TASK REQUIREMENTS:
Determine how many lines of the records include "storage", and answer with the number alone.

Data records:
───

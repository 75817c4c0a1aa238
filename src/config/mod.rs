//! Application configuration.
//!
//! Aggregates every section into a single Config struct loaded from YAML
//! files and `TINSEL__SECTION__KEY` environment variables.

mod email;
mod messaging;
mod server;
mod session;
mod storage;

pub use email::EmailConfig;
pub use messaging::MessagingConfig;
pub use server::{SearchConfig, ServerConfig};
pub use session::{SessionConfig, MIN_SECRET_LEN};
pub use storage::StorageConfig;

use serde::Deserialize;

/// Default configuration file name.
pub const DEFAULT_CONFIG_FILE: &str = "config.yaml";
/// Environment variable for configuration file path.
pub const CONFIG_ENV_VAR: &str = "TINSEL_CONFIG";
/// Prefix for configuration environment variables.
pub const CONFIG_ENV_PREFIX: &str = "TINSEL";
/// Environment variable for logging configuration.
pub const LOG_ENV_VAR: &str = "TINSEL_LOG";
/// Environment variable selecting the log output format (`json` or text).
pub const LOG_FORMAT_ENV_VAR: &str = "TINSEL_LOG_FORMAT";

/// Configuration errors.
#[derive(Debug, thiserror::Error)]
pub enum ConfigError {
    #[error("Failed to load config: {0}")]
    Load(#[from] ::config::ConfigError),

    #[error("Missing required setting '{0}'")]
    Missing(&'static str),

    #[error("Invalid setting '{key}': {reason}")]
    Invalid { key: &'static str, reason: String },
}

/// Main application configuration.
#[derive(Debug, Clone, Default, Deserialize)]
#[serde(default)]
pub struct Config {
    pub server: ServerConfig,
    pub storage: StorageConfig,
    pub session: SessionConfig,
    pub email: EmailConfig,
    pub messaging: MessagingConfig,
    pub search: SearchConfig,
}

impl Config {
    /// Load configuration from file and environment.
    ///
    /// Configuration sources (in order of priority, later overrides earlier):
    /// 1. `config.yaml` in current directory (if exists)
    /// 2. File specified by `path` argument (if provided)
    /// 3. File specified by `CONFIG_ENV_VAR` environment variable (if set)
    /// 4. Environment variables with `CONFIG_ENV_PREFIX` prefix
    ///
    /// The result is validated before it is returned.
    pub fn load(path: Option<&str>) -> Result<Self, ConfigError> {
        use ::config::{Config as ConfigLib, Environment, File, FileFormat};

        let mut builder = ConfigLib::builder()
            .add_source(File::new(DEFAULT_CONFIG_FILE, FileFormat::Yaml).required(false));

        if let Some(config_path) = path {
            builder = builder.add_source(File::new(config_path, FileFormat::Yaml).required(true));
        }

        if let Ok(config_path) = std::env::var(CONFIG_ENV_VAR) {
            builder = builder.add_source(File::new(&config_path, FileFormat::Yaml).required(true));
        }

        let config: Config = builder
            .add_source(
                Environment::with_prefix(CONFIG_ENV_PREFIX)
                    .prefix_separator("__")
                    .separator("__")
                    .list_separator(",")
                    .with_list_parse_key("server.allowed_origins")
                    .try_parsing(true),
            )
            .build()?
            .try_deserialize()?;

        config.validate()?;
        Ok(config)
    }

    /// Parse a YAML document without touching files or the environment.
    pub fn from_yaml(yaml: &str) -> Result<Self, ConfigError> {
        use ::config::{Config as ConfigLib, File, FileFormat};

        let config: Config = ConfigLib::builder()
            .add_source(File::from_str(yaml, FileFormat::Yaml))
            .build()?
            .try_deserialize()?;

        config.validate()?;
        Ok(config)
    }

    /// Reject configurations the server cannot run with.
    pub fn validate(&self) -> Result<(), ConfigError> {
        let session = &self.session;
        if session.secret.is_empty() {
            return Err(ConfigError::Missing("session.secret"));
        }
        if session.secret.len() < MIN_SECRET_LEN {
            return Err(ConfigError::Invalid {
                key: "session.secret",
                reason: format!("must be at least {} bytes", MIN_SECRET_LEN),
            });
        }
        if session.officer_passcode.is_empty() {
            return Err(ConfigError::Missing("session.officer_passcode"));
        }
        if session.admin_passcode.is_empty() {
            return Err(ConfigError::Missing("session.admin_passcode"));
        }
        if session.ttl_secs == 0 {
            return Err(ConfigError::Invalid {
                key: "session.ttl_secs",
                reason: "must be positive".to_string(),
            });
        }

        if self.storage.path.trim().is_empty() {
            return Err(ConfigError::Missing("storage.path"));
        }
        if self.storage.max_connections == 0 {
            return Err(ConfigError::Invalid {
                key: "storage.max_connections",
                reason: "must be positive".to_string(),
            });
        }

        if self.messaging.bus_capacity == 0 {
            return Err(ConfigError::Invalid {
                key: "messaging.bus_capacity",
                reason: "must be positive".to_string(),
            });
        }
        if self.messaging.relay_batch_size == 0 {
            return Err(ConfigError::Invalid {
                key: "messaging.relay_batch_size",
                reason: "must be positive".to_string(),
            });
        }

        if self.search.max_results == 0 {
            return Err(ConfigError::Invalid {
                key: "search.max_results",
                reason: "must be positive".to_string(),
            });
        }

        if self.email.enabled {
            if self.email.api_key.is_empty() {
                return Err(ConfigError::Missing("email.api_key"));
            }
            if self.email.queue_capacity == 0 {
                return Err(ConfigError::Invalid {
                    key: "email.queue_capacity",
                    reason: "must be positive".to_string(),
                });
            }
        }

        Ok(())
    }

    /// Valid config for tests: in-memory storage, fixed secrets.
    pub fn for_test() -> Self {
        Self {
            storage: StorageConfig::in_memory(),
            session: SessionConfig {
                secret: "test-secret-test-secret-test-secret!".to_string(),
                officer_passcode: "officer-pass".to_string(),
                admin_passcode: "admin-pass".to_string(),
                ..SessionConfig::default()
            },
            ..Self::default()
        }
    }
}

───

THE ANSWER:
9